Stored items

//! Progress report for DiffImg and ForcePhoto outputs on the worker filesystem.
//!
//! The scan is read-only. For each exposure it looks at
//! `<persistent_root>/exp/<nite>/<exp>/dp<season>*_*/` where every matching
//! directory holds one CCD's outputs, and at
//! `<forcephoto_root>/dp<season>/<nite>/<exp>/` for ForcePhoto products.

use std::collections::{BTreeMap, HashMap};
use std::fmt;
use std::path::{Path, PathBuf};

use glob::{glob, Pattern};
use serde::{Deserialize, Serialize};
use tracing::{debug, warn};

use crate::error::DagResult;
use crate::logging::OperationLog;
use crate::models::{Night, Season};

/// Filesystem roots scanned for pipeline outputs.
#[derive(Debug, Clone, PartialEq, Serialize, Deserialize)]
pub struct JobStatsPaths {
    #[serde(default = "default_persistent_root")]
    pub persistent_root: PathBuf,
    #[serde(default = "default_forcephoto_root")]
    pub forcephoto_root: PathBuf,
}

fn default_persistent_root() -> PathBuf {
    PathBuf::from("/pnfs/des/persistent/gw")
}

fn default_forcephoto_root() -> PathBuf {
    PathBuf::from("/pnfs/des/persistent/gw/forcephoto/images")
}

impl Default for JobStatsPaths {
    fn default() -> Self {
        Self {
            persistent_root: default_persistent_root(),
            forcephoto_root: default_forcephoto_root(),
        }
    }
}

/// CCDs that failed on one pipeline step.
#[derive(Debug, Clone, PartialEq, Serialize)]
pub struct StepFailures {
    pub step: String,
    pub count: usize,
    /// Share of finished CCD outputs, in percent
    pub percent: f64,
}

#[derive(Debug, Clone, Copy, PartialEq, Eq, Serialize)]
#[serde(rename_all = "snake_case")]
pub enum ForcePhotoStatus {
    AllPresent,
    MissingAll,
    MissingFits,
    MissingPsf,
}

impl ForcePhotoStatus {
    fn from_counts(fits: usize, psf: usize) -> Self {
        match (fits > 0, psf > 0) {
            (true, true) => Self::AllPresent,
            (false, false) => Self::MissingAll,
            (false, true) => Self::MissingFits,
            (true, false) => Self::MissingPsf,
        }
    }

    fn message(&self, exposure: i64) -> String {
        match self {
            Self::AllPresent => format!("All ForcePhoto outputs for {} are present.", exposure),
            Self::MissingAll => format!("Missing all ForcePhoto outputs for {}.", exposure),
            Self::MissingFits => format!("Missing the fits output for {}.", exposure),
            Self::MissingPsf => format!("Missing the psf output for {}.", exposure),
        }
    }
}

/// Scan result for one exposure.
#[derive(Debug, Clone, PartialEq, Serialize)]
pub struct ExposureJobStats {
    pub exposure: i64,
    pub night: Night,
    pub diffimg_dir: String,
    /// Finished CCD tarballs
    pub finished: usize,
    /// `*.FAIL` markers
    pub failed: usize,
    /// `stamps*` outputs
    pub filled: usize,
    pub failure_steps: Vec<StepFailures>,
    pub forcephoto_dir: String,
    pub forcephoto: ForcePhotoStatus,
}

impl ExposureJobStats {
    /// Human-readable report lines for this exposure.
    pub fn lines(&self) -> Vec<String> {
        let mut lines = vec![self.diffimg_dir.clone()];
        if self.finished == 0 && self.failed == 0 {
            lines.push(format!("Nothing has finished for {}.", self.exposure));
        } else {
            lines.extend(self.failure_steps.iter().map(|s| {
                format!(
                    "{}: {:.2}% of CCDs failed on this step. ({} out of {}).",
                    s.step, s.percent, s.count, self.finished
                )
            }));
        }
        lines.push(self.forcephoto_dir.clone());
        lines.push(self.forcephoto.message(self.exposure));
        lines
    }
}

/// Scan results for a list of exposures, in input order.
#[derive(Debug, Clone, PartialEq, Serialize)]
pub struct JobStatsReport {
    pub season: Season,
    pub exposures: Vec<ExposureJobStats>,
}

impl fmt::Display for JobStatsReport {
    fn fmt(&self, f: &mut fmt::Formatter<'_>) -> fmt::Result {
        for stats in &self.exposures {
            for line in stats.lines() {
                writeln!(f, "{}", line)?;
            }
        }
        Ok(())
    }
}

/// Read-only scanner over the worker output trees of one season.
pub struct JobStatsScanner<'a> {
    paths: &'a JobStatsPaths,
    season: Season,
}

impl<'a> JobStatsScanner<'a> {
    pub fn new(paths: &'a JobStatsPaths, season: Season) -> Self {
        Self { paths, season }
    }

    /// Scan every `(exposure, night)` pair.
    ///
    /// # Errors
    /// Fails on a pattern that cannot be compiled; unreadable entries are skipped.
    pub fn scan(&self, exposures: &[(i64, Night)], log: &OperationLog) -> DagResult<JobStatsReport> {
        let scope = log.begin("fetch_job_stats");
        let exposures = exposures
            .iter()
            .map(|&(exposure, night)| self.scan_exposure(exposure, night))
            .collect::<DagResult<Vec<_>>>()?;

        for stats in &exposures {
            debug!(
                parent: scope.span(),
                exposure = stats.exposure,
                finished = stats.finished,
                failed = stats.failed,
                filled = stats.filled,
                "Scanned exposure outputs"
            );
        }

        scope.finish();
        Ok(JobStatsReport {
            season: self.season,
            exposures,
        })
    }

    pub fn scan_exposure(&self, exposure: i64, night: Night) -> DagResult<ExposureJobStats> {
        let exp_dir = self
            .paths
            .persistent_root
            .join("exp")
            .join(night.to_string())
            .join(exposure.to_string());
        let ccd_prefix = format!("{}/dp{}", escaped(&exp_dir), self.season);

        let finished = matches(&format!("{ccd_prefix}*_*/*.tar.gz"))?;
        let filled = matches(&format!("{ccd_prefix}*_*/stamps*"))?;
        let failed = matches(&format!("{ccd_prefix}*_*/*.FAIL"))?;

        let failure_steps = if finished.is_empty() && failed.is_empty() {
            Vec::new()
        } else {
            failure_steps(&finished, &failed)
        };

        let fp_dir = self
            .paths
            .forcephoto_root
            .join(format!("dp{}", self.season))
            .join(night.to_string())
            .join(exposure.to_string());
        let fits = matches(&format!("{}/*.fits", escaped(&fp_dir)))?;
        let psf = matches(&format!("{}/*.psf", escaped(&fp_dir)))?;

        Ok(ExposureJobStats {
            exposure,
            night,
            diffimg_dir: format!("{}/dp{}", exp_dir.display(), self.season),
            finished: finished.len(),
            failed: failed.len(),
            filled: filled.len(),
            failure_steps,
            forcephoto_dir: format!("{}/", fp_dir.display()),
            forcephoto: ForcePhotoStatus::from_counts(fits.len(), psf.len()),
        })
    }
}

fn escaped(path: &Path) -> String {
    Pattern::escape(&path.to_string_lossy())
}

fn matches(pattern: &str) -> DagResult<Vec<PathBuf>> {
    let mut paths = Vec::new();
    for entry in glob(pattern)? {
        match entry {
            Ok(path) => paths.push(path),
            Err(e) => warn!(path = %e.path().display(), error = %e.error(), "Skipping unreadable entry"),
        }
    }
    Ok(paths)
}

/// Name of the directory holding `path`, i.e. the CCD.
fn ccd_of(path: &Path) -> Option<String> {
    path.parent()
        .and_then(Path::file_name)
        .map(|name| name.to_string_lossy().into_owned())
}

/// Attribute every finished output whose CCD also carries a FAIL marker to
/// the step named by that marker (file name up to the first `.`).
fn failure_steps(finished: &[PathBuf], failed: &[PathBuf]) -> Vec<StepFailures> {
    let mut step_by_ccd: HashMap<String, String> = HashMap::new();
    for marker in failed {
        let (Some(ccd), Some(name)) = (ccd_of(marker), marker.file_name()) else {
            continue;
        };
        let name = name.to_string_lossy();
        let step = name.split('.').next().unwrap_or_default().to_string();
        step_by_ccd.entry(ccd).or_insert(step);
    }

    let mut counts: BTreeMap<String, usize> = BTreeMap::new();
    for output in finished {
        if let Some(step) = ccd_of(output).and_then(|ccd| step_by_ccd.get(&ccd)) {
            *counts.entry(step.clone()).or_default() += 1;
        }
    }

    let total = finished.len() as f64;
    counts
        .into_iter()
        .map(|(step, count)| StepFailures {
            step,
            count,
            percent: count as f64 / total * 100.0,
        })
        .collect()
}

What you will do: Look through the data above and return exactly the lines from the one that contains "for entry in" to the one that contains "for output in", inclusive, with nothing else.

Written answer:
    for entry in glob(pattern)? {
        match entry {
            Ok(path) => paths.push(path),
            Err(e) => warn!(path = %e.path().display(), error = %e.error(), "Skipping unreadable entry"),
        }
    }
    Ok(paths)
}

/// Name of the directory holding `path`, i.e. the CCD.
fn ccd_of(path: &Path) -> Option<String> {
    path.parent()
        .and_then(Path::file_name)
        .map(|name| name.to_string_lossy().into_owned())
}

/// Attribute every finished output whose CCD also carries a FAIL marker to
/// the step named by that marker (file name up to the first `.`).
fn failure_steps(finished: &[PathBuf], failed: &[PathBuf]) -> Vec<StepFailures> {
    let mut step_by_ccd: HashMap<String, String> = HashMap::new();
    for marker in failed {
        let (Some(ccd), Some(name)) = (ccd_of(marker), marker.file_name()) else {
            continue;
        };
        let name = name.to_string_lossy();
        let step = name.split('.').next().unwrap_or_default().to_string();
        step_by_ccd.entry(ccd).or_insert(step);
    }

    let mut counts: BTreeMap<String, usize> = BTreeMap::new();
    for output in finished {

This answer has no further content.